Data for the task

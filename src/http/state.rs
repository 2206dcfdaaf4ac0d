//! Application state for the HTTP server.

use std::sync::Arc;

use crate::db::repository::ResponseRepository;

/// Shared application state passed to all handlers.
#[derive(Clone)]
pub struct AppState {
    /// Repository instance for database operations
    pub repository: Arc<dyn ResponseRepository>,
    /// Shared secret gating the CSV export endpoint; `None` denies export.
    pub admin_token: Option<String>,
}

impl AppState {
    /// Create a new application state.
    pub fn new(repository: Arc<dyn ResponseRepository>, admin_token: Option<String>) -> Self {
        Self {
            repository,
            admin_token,
        }
    }
}
//! In-memory repository implementation.
//!
//! Used for unit testing and local development without a database. Rows
//! live in a `RwLock`-guarded vector; ids are assigned from a counter
//! starting at 1, matching the serial column of the Postgres backend.

use async_trait::async_trait;
use chrono::Utc;
use parking_lot::RwLock;

use crate::api::{NewSurveyResponse, ResponseId, SurveyResponse};
use crate::db::repository::{
    check_required_fields, RepositoryResult, ResponseRepository,
};

#[derive(Debug, Default)]
struct LocalStore {
    next_id: i64,
    responses: Vec<SurveyResponse>,
}

/// In-memory implementation of [`ResponseRepository`].
#[derive(Debug, Default)]
pub struct LocalRepository {
    store: RwLock<LocalStore>,
}

impl LocalRepository {
    /// Create an empty repository.
    pub fn new() -> Self {
        Self::default()
    }

    /// Number of stored responses.
    pub fn len(&self) -> usize {
        self.store.read().responses.len()
    }

    /// True when nothing has been stored yet.
    pub fn is_empty(&self) -> bool {
        self.store.read().responses.is_empty()
    }
}

#[async_trait]
impl ResponseRepository for LocalRepository {
    async fn health_check(&self) -> RepositoryResult<bool> {
        Ok(true)
    }

    async fn create_response(
        &self,
        new_response: &NewSurveyResponse,
    ) -> RepositoryResult<SurveyResponse> {
        check_required_fields(new_response)?;

        let now = Utc::now();
        let mut store = self.store.write();
        store.next_id += 1;

        // Required fields were checked above; unwrap_or_default keeps the
        // lock section free of error paths.
        let response = SurveyResponse {
            id: ResponseId::new(store.next_id),
            name: new_response.name.clone().unwrap_or_default(),
            email: new_response.email.clone().unwrap_or_default(),
            locality: new_response.locality.clone().unwrap_or_default(),
            waste_collected_daily: new_response.waste_collected_daily.clone(),
            segregate_waste: new_response.segregate_waste.clone(),
            clean_drains: new_response.clean_drains.clone(),
            aware_rrr: new_response.aware_rrr.clone(),
            used_public_toilet: new_response.used_public_toilet.clone(),
            clean_public_toilet: new_response.clean_public_toilet.clone(),
            aware_ct_location: new_response.aware_ct_location.clone(),
            cleanliness_neighborhood: new_response.cleanliness_neighborhood.clone(),
            cleanliness_city: new_response.cleanliness_city.clone(),
            created_at: now,
            updated_at: now,
        };

        store.responses.push(response.clone());
        Ok(response)
    }

    async fn list_responses(&self) -> RepositoryResult<Vec<SurveyResponse>> {
        Ok(self.store.read().responses.clone())
    }
}
//! Service layer for business logic above storage.
//!
//! Currently this is the CSV export serialization used by the admin
//! export endpoint.

pub mod csv_export;

pub use csv_export::{responses_to_csv, EXPORT_FIELDS};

Description of the task
Your answer should consist of the lines from the line with "been stored yet." to the line with "check_required_fields(new_response)?;" above, repeated exactly, both ends included.

Result for this task
    /// True when nothing has been stored yet.
    pub fn is_empty(&self) -> bool {
        self.store.read().responses.is_empty()
    }
}

#[async_trait]
impl ResponseRepository for LocalRepository {
    async fn health_check(&self) -> RepositoryResult<bool> {
        Ok(true)
    }

    async fn create_response(
        &self,
        new_response: &NewSurveyResponse,
    ) -> RepositoryResult<SurveyResponse> {
        check_required_fields(new_response)?;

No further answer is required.